Cutting the Lights: Vulnerabilities in a Billboard Lighting System - rwestergren
http://randywestergren.com/cutting-the-lights-vulnerabilities-in-a-billboard-lighting-system/
======
culturestate
Mind-boggling design choices aside, I was pleasantly surprised to see that
this company took the disclosure seriously. Too often small firms don't really
know how to address these situations and just fire off a "how dare you hack
us, we'll sue you!" response instead.

------
jacquesm
Nice response from the company, pity they made that many mistakes. Please note
that this is not exceptional at all. APIs and underwater calls from web pages
and apps to access some functionality are _rife_ with bugs and security holes,
the stuff you find makes you hair stand on end.
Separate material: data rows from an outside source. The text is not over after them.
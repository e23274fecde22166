//! The schema: an ordered collection of models plus a by-name index.

use std::collections::HashMap;

use serde::{Deserialize, Serialize};

use crate::error::{ValidationError, ValidationReport};
use crate::field::FieldType;
use crate::model::Model;
use crate::relation::Relation;

/// Ordered collection of models. Model order is significant: it drives
/// deterministic DDL emission in the diff engine and dialect adapters.
#[derive(Debug, Clone, Default, Serialize, Deserialize)]
pub struct Schema {
    models: Vec<Model>,
    #[serde(skip)]
    index: HashMap<String, usize>,
}

impl Schema {
    /// Creates an empty schema.
    pub fn new() -> Self {
        Self::default()
    }

    /// Adds a model, configuring it via the given closure, and appends it
    /// in definition order. Replaces any prior model of the same name.
    pub fn add_model(&mut self, name: impl Into<String>, configure: impl FnOnce(&mut Model)) {
        let name = name.into();
        let mut model = Model::new(name.clone());
        configure(&mut model);
        self.insert_model(model);
    }

    /// Inserts an already-built model, appending in definition order.
    /// Replaces any prior model of the same name (its original position is
    /// kept).
    pub fn insert_model(&mut self, model: Model) {
        if let Some(&pos) = self.index.get(&model.name) {
            self.models[pos] = model;
        } else {
            self.index.insert(model.name.clone(), self.models.len());
            self.models.push(model);
        }
    }

    /// Returns all models in definition order.
    pub fn models(&self) -> &[Model] {
        &self.models
    }

    /// Looks up a model by name.
    pub fn model(&self, name: &str) -> Option<&Model> {
        self.index.get(name).map(|&i| &self.models[i])
    }

    /// Looks up a model by name, mutably.
    pub fn model_mut(&mut self, name: &str) -> Option<&mut Model> {
        let i = *self.index.get(name)?;
        Some(&mut self.models[i])
    }

    /// Returns `true` if a model with this name exists.
    pub fn has_model(&self, name: &str) -> bool {
        self.index.contains_key(name)
    }

    /// Validates the schema, aggregating every violation rather than
    /// stopping at the first.
    ///
    /// Checks, in this order: duplicate field names within each model,
    /// exactly-one primary key per model, relation targets resolve, and
    /// index field references resolve.
    pub fn validate(&self) -> ValidationReport {
        let mut errors = Vec::new();

        for model in &self.models {
            let mut seen = std::collections::HashSet::new();
            for field in &model.fields {
                if !seen.insert(field.name.as_str()) {
                    errors.push(ValidationError::DuplicateField {
                        model: model.name.clone(),
                        field: field.name.clone(),
                    });
                }
            }

            if model.primary_key_field().is_none() {
                errors.push(ValidationError::MissingPrimaryKey {
                    model: model.name.clone(),
                });
            }

            for relation in &model.relations {
                if !self.has_model(&relation.target_model) {
                    errors.push(ValidationError::DanglingRelation {
                        model: model.name.clone(),
                        target: relation.target_model.clone(),
                    });
                }
            }

            for index in &model.indexes {
                for field_name in &index.fields {
                    if model.field(field_name).is_none() {
                        errors.push(ValidationError::UnknownIndexField {
                            model: model.name.clone(),
                            index: index.name.clone(),
                            field: field_name.clone(),
                        });
                    }
                }
            }
        }

        ValidationReport { errors }
    }

    /// Best-effort relation detection: for every integer field whose name
    /// ends in `_id` or `Id` and whose prefix matches an existing model
    /// name, sets `references` on the field and installs a belongs-to
    /// relation on the owning model plus the reverse has-many on the
    /// target. Idempotent and never overrides an explicit reference.
    pub fn detect_relations(&mut self) {
        // Collect candidate (owner, field, target) triples first: we can't
        // mutate two models at once while borrowing the by-name index.
        let model_names: Vec<String> = self.models.iter().map(|m| m.name.clone()).collect();
        let mut candidates: Vec<(String, String, String)> = Vec::new();

        for model in &self.models {
            for field in &model.fields {
                if field.references.is_some() {
                    continue;
                }
                if !matches!(field.field_type, FieldType::Int | FieldType::BigInt) {
                    continue;
                }
                let Some(prefix) = strip_id_suffix(&field.name) else {
                    continue;
                };
                if let Some(target) = model_names.iter().find(|n| names_match(prefix, n)) {
                    if target == &model.name && field.name == "id" {
                        // A field literally named `id` never self-references.
                        continue;
                    }
                    candidates.push((model.name.clone(), field.name.clone(), target.clone()));
                }
            }
        }

        for (owner, field_name, target) in candidates {
            let relation_name = format!("{}_{}", owner.to_lowercase(), field_name);
            let already_detected = self
                .model(&owner)
                .map(|m| m.relations.iter().any(|r| r.foreign_key == field_name))
                .unwrap_or(false);
            if already_detected {
                continue;
            }

            if let Some(m) = self.model_mut(&owner) {
                if let Some(f) = m.fields.iter_mut().find(|f| f.name == field_name) {
                    f.references = Some(target.clone());
                }
                m.add_relation(Relation::belongs_to(
                    relation_name.clone(),
                    target.clone(),
                    field_name.clone(),
                    "id",
                ));
            }

            if let Some(t) = self.model_mut(&target) {
                let reverse_name = format!("{}s", owner.to_lowercase());
                if !t.relations.iter().any(|r| r.foreign_key == field_name && r.target_model == owner)
                {
                    t.add_relation(Relation::has_many(reverse_name, owner, field_name, "id"));
                }
            }
        }
    }
}

/// Splits `field_name` into its prefix if it ends with a recognized
/// foreign-key suffix (`_id` snake-case, or `Id` camel-case).
fn strip_id_suffix(field_name: &str) -> Option<&str> {
    if field_name.len() > 3 && field_name.ends_with("_id") {
        Some(&field_name[..field_name.len() - 3])
    } else if field_name.len() > 2
        && field_name.ends_with("Id")
        && !field_name.ends_with("_Id")
        && field_name.as_bytes()[field_name.len() - 3].is_ascii_lowercase()
    {
        Some(&field_name[..field_name.len() - 2])
    } else {
        None
    }
}

/// Compares a field-name prefix against a model name ignoring case and
/// underscores, e.g. `"user"` matches `"User"` and `"author"` matches
/// `"Author"`.
fn names_match(prefix: &str, model_name: &str) -> bool {
    let norm = |s: &str| s.chars().filter(|c| *c != '_').collect::<String>().to_lowercase();
    norm(prefix) == norm(model_name)
}

#[cfg(test)]
mod tests {
    use super::*;
    use crate::field::Field;
    use pretty_assertions::assert_eq;

    fn user_post_schema() -> Schema {
        let mut schema = Schema::new();
        schema.add_model("User", |m| {
            m.add_field(Field::new("id", FieldType::Int).primary_key().auto_increment());
            m.add_field(Field::new("email", FieldType::String).unique());
        });
        schema.add_model("Post", |m| {
            m.add_field(Field::new("id", FieldType::Int).primary_key().auto_increment());
            m.add_field(Field::new("author_id", FieldType::Int));
        });
        schema
    }

    #[test]
    fn validates_clean_schema() {
        let schema = user_post_schema();
        let report = schema.validate();
        assert!(report.is_ok(), "{report}");
    }

    #[test]
    fn detects_missing_primary_key() {
        let mut schema = Schema::new();
        schema.add_model("Orphan", |m| {
            m.add_field(Field::new("name", FieldType::String));
        });
        let report = schema.validate();
        assert_eq!(report.errors.len(), 1);
        assert!(matches!(
            report.errors[0],
            ValidationError::MissingPrimaryKey { .. }
        ));
    }

    #[test]
    fn detects_dangling_relation() {
        let mut schema = Schema::new();
        schema.add_model("Post", |m| {
            m.add_field(Field::new("id", FieldType::Int).primary_key());
            m.add_relation(Relation::belongs_to("author", "Ghost", "author_id", "id"));
        });
        let report = schema.validate();
        assert!(report
            .errors
            .iter()
            .any(|e| matches!(e, ValidationError::DanglingRelation { .. })));
    }

    #[test]
    fn detect_relations_is_idempotent_and_adds_both_sides() {
        let mut schema = user_post_schema();
        schema.detect_relations();

        let post = schema.model("Post").unwrap();
        assert_eq!(post.field("author_id").unwrap().references.as_deref(), Some("User"));
        assert_eq!(post.relations.len(), 1);

        let user = schema.model("User").unwrap();
        assert_eq!(user.relations.len(), 1);

        // Running twice must not duplicate relations.
        schema.detect_relations();
        assert_eq!(schema.model("Post").unwrap().relations.len(), 1);
        assert_eq!(schema.model("User").unwrap().relations.len(), 1);
    }

    #[test]
    fn detect_relations_never_overrides_explicit_reference() {
        let mut schema = Schema::new();
        schema.add_model("Team", |m| {
            m.add_field(Field::new("id", FieldType::Int).primary_key());
        });
        schema.add_model("Account", |m| {
            m.add_field(Field::new("id", FieldType::Int).primary_key());
        });
        schema.add_model("Widget", |m| {
            m.add_field(Field::new("id", FieldType::Int).primary_key());
            m.add_field(Field::new("team_id", FieldType::Int).references("Account"));
        });
        schema.detect_relations();
        assert_eq!(
            schema.model("Widget").unwrap().field("team_id").unwrap().references.as_deref(),
            Some("Account")
        );
    }
}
Also, the SCADA world (which
this product is a part of) is not exactly known for great focus on security,
if there is security at all it's surprising, more likely it is just obscurity.
These systems are used to remotely control building facilities such as
heating, lighting, air-conditioning and all kinds of alarms.

One system I'm familiar with (I won't name any brands because this is a legacy
system and imo impossible to fix without a total replacement) is based on the
BASIC stamp and will accept UDP packets where every bit in the payload is the
status of an output and will respond with a UDP packet detailing the inputs.
Guess what happens if you start hitting those ports with payloads of 'all 1'
and 'all 0' alternating every second or so...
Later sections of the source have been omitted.